= Peer contagion =

Peer contagion refers to the "mutual influence that occurs between an individual and a peer", and "includes behaviors and emotions that potentially undermine one's own development or cause harm to others". Peer contagion refers to the transmission or transfer of deviant behavior from one adolescent to another. It can take many forms, including aggression, bullying, weapon carrying, disordered eating, drug use, self-harm, and depression. It can happen in natural settings where peer dealings occur as well as in intervention and education programs.

Awareness of influence is uncommon and it is often not intentional. Rather "they engage in relationship behaviors that satisfy immediate needs for an audience or companionship" unintentionally. Many processes of peer contagion have been suggested, including deviancy training.

== Observations ==

A study of elementary school children in a one-year intervention program observed "discrepancy-proportional peer influence" in aggression levels. The individual children's level of aggression was "pulled" towards the mean level of aggression of the group, proportional to the initial discrepancy. This had a positive effect on initially high-aggression children but negative effect on low-aggression ones.

In a study 16-17-year-old boys showed higher conformity, more internalization of aggression / high-risk behavior and exclusionary behavior if they believed they were chatting with a high status peer who endorsed such behavior. Not socially anxious subjects conformed only to high-status peers while socially anxious participants were influenced by both high and low status peers.

Peer rejection plays an important role in the contagion of antisocial behavior. Non-rejected youth tend to befriend others with a similar level of antisocial behavior to their own. Peer rejection of a friend can result in the rejection of the individual. Rejected adolescents with low antisocial behavior tend to seek the friendship of those with high levels of antisocial behavior.

In residential group care, though there is evidence for peer contagion, "over 90% of the youth did not have an increase in problem behaviors" and positive peer influences can have protective effects.
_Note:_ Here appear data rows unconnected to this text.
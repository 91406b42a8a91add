//! Request-line and header parsing, grounded in `utils.py`'s `decode_header`:
//! UTF-8 with an ISO-8859-1 fallback, and a Host fallback chain of
//! `Host` / `X-Forwarded-Host` / `X-Host`.

use crate::errors::{HttpError, Result};
use crate::headers::HeaderMap;

#[derive(Debug, Clone, PartialEq, Eq)]
pub struct ParsedRequest {
    pub method: String,
    pub target: String,
    pub absolute_url: String,
    pub version: String,
    pub headers: HeaderMap,
    /// Byte offset of the first byte after the header terminator.
    pub consumed: usize,
}

/// Finds the header/body boundary (`"\r\n\r\n"` or `"\n\n"`), returning the
/// offset just past it.
pub fn find_header_boundary(buf: &[u8]) -> Option<usize> {
    if let Some(pos) = find_subslice(buf, b"\r\n\r\n") {
        return Some(pos + 4);
    }
    find_subslice(buf, b"\n\n").map(|pos| pos + 2)
}

fn find_subslice(haystack: &[u8], needle: &[u8]) -> Option<usize> {
    haystack
        .windows(needle.len())
        .position(|window| window == needle)
}

/// Decodes `bytes` as UTF-8, falling back to ISO-8859-1 (a direct
/// byte-to-codepoint mapping) on failure so no well-formed header byte
/// stream is ever rejected outright.
pub fn decode_header_bytes(bytes: &[u8]) -> String {
    match std::str::from_utf8(bytes) {
        Ok(s) => s.to_string(),
        Err(_) => bytes.iter().map(|&b| b as char).collect(),
    }
}

/// Parses a complete header block (request line + header lines, no leading
/// body bytes) ending at `data[..boundary]`. `is_tls` selects the scheme
/// used to build an absolute URL from a relative target.
pub fn parse_request(data: &[u8], is_tls: bool) -> Result<ParsedRequest> {
    let boundary = find_header_boundary(data).ok_or(HttpError::IncompleteHeader)?;
    let text = decode_header_bytes(&data[..boundary]);
    let normalized = text.replace("\r\n", "\n");
    let mut lines = normalized.split('\n');

    let first_line = lines.next().unwrap_or("");
    let mut parts = first_line.split_whitespace();
    let method = parts.next();
    let target = parts.next();
    let version = parts.next();
    let (method, target, version) = match (method, target, version) {
        (Some(m), Some(t), Some(v)) => (m.to_string(), t.to_string(), v.to_string()),
        _ => return Err(HttpError::BadRequestLine(first_line.to_string())),
    };

    let mut headers = HeaderMap::new();
    for line in lines {
        if line.is_empty() {
            break;
        }
        let (name, value) = line
            .split_once(':')
            .ok_or_else(|| HttpError::BadHeaderLine(line.to_string()))?;
        headers.insert(name.trim(), value.trim());
    }

    let absolute_url = resolve_absolute_url(&target, is_tls, &headers)?;

    Ok(ParsedRequest {
        method,
        target,
        absolute_url,
        version,
        headers,
        consumed: boundary,
    })
}

fn resolve_absolute_url(target: &str, is_tls: bool, headers: &HeaderMap) -> Result<String> {
    if target.starts_with("http://") || target.starts_with("https://") {
        return Ok(target.to_string());
    }

    let host = headers
        .get("Host")
        .or_else(|| headers.get("X-Forwarded-Host"))
        .or_else(|| headers.get("X-Host"))
        .ok_or(HttpError::NoHost)?;

    let scheme = if is_tls { "https" } else { "http" };
    Ok(format!("{scheme}://{host}{target}"))
}

#[cfg(test)]
mod test {
    use super::*;

    #[test]
    fn parses_absolute_target() {
        let raw = b"GET http://example.com/a HTTP/1.1\r\nHost: example.com\r\n\r\n";
        let parsed = parse_request(raw, false).unwrap();
        assert_eq!(parsed.method, "GET");
        assert_eq!(parsed.absolute_url, "http://example.com/a");
    }

    #[test]
    fn builds_absolute_url_from_host_header_over_tls() {
        let raw = b"GET /a HTTP/1.1\r\nHost: example.com\r\n\r\n";
        let parsed = parse_request(raw, true).unwrap();
        assert_eq!(parsed.absolute_url, "https://example.com/a");
    }

    #[test]
    fn falls_back_to_x_forwarded_host() {
        let raw = b"GET /a HTTP/1.1\r\nX-Forwarded-Host: example.com\r\n\r\n";
        let parsed = parse_request(raw, false).unwrap();
        assert_eq!(parsed.absolute_url, "http://example.com/a");
    }

    #[test]
    fn missing_host_is_an_error() {
        let raw = b"GET /a HTTP/1.1\r\n\r\n";
        assert_eq!(parse_request(raw, false).unwrap_err(), HttpError::NoHost);
    }

    #[test]
    fn incomplete_header_reports_need_more_data() {
        let raw = b"GET /a HTTP/1.1\r\nHost: example.com\r\n";
        assert_eq!(
            parse_request(raw, false).unwrap_err(),
            HttpError::IncompleteHeader
        );
    }

    #[test]
    fn non_utf8_bytes_fall_back_to_latin1() {
        let mut raw = b"GET /a HTTP/1.1\r\nHost: example.com\r\nX-Note: ".to_vec();
        raw.push(0xE9); // Latin-1 'e acute', invalid standalone UTF-8
        raw.extend_from_slice(b"\r\n\r\n");
        let parsed = parse_request(&raw, false).unwrap();
        assert_eq!(parsed.headers.get("X-Note"), Some("\u{e9}"));
    }
}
== Of depressive symptoms ==

Peer contagion was observed in relation to depressive symptoms. Depressive symptoms of a best friend predicted similar symptoms and a negative attributional style in the adolescent. Social anxiety in girls, and friends' peer perceived popularity combined with low friendship quality in boys were associated with greater susceptibility to depressive symptom contagion. Anticipation of failure also contributed to this effect, particularly in girls.

== Deviancy training ==

Understanding peer contagion effects in group intervention programs is important because deviant peer influences can offset their positive effects. Research focuses on understanding the conditions that affect the strength of peer contagion (moderators) and identifying mechanisms that might account for it (mediators) to develop methods applicable in intervention.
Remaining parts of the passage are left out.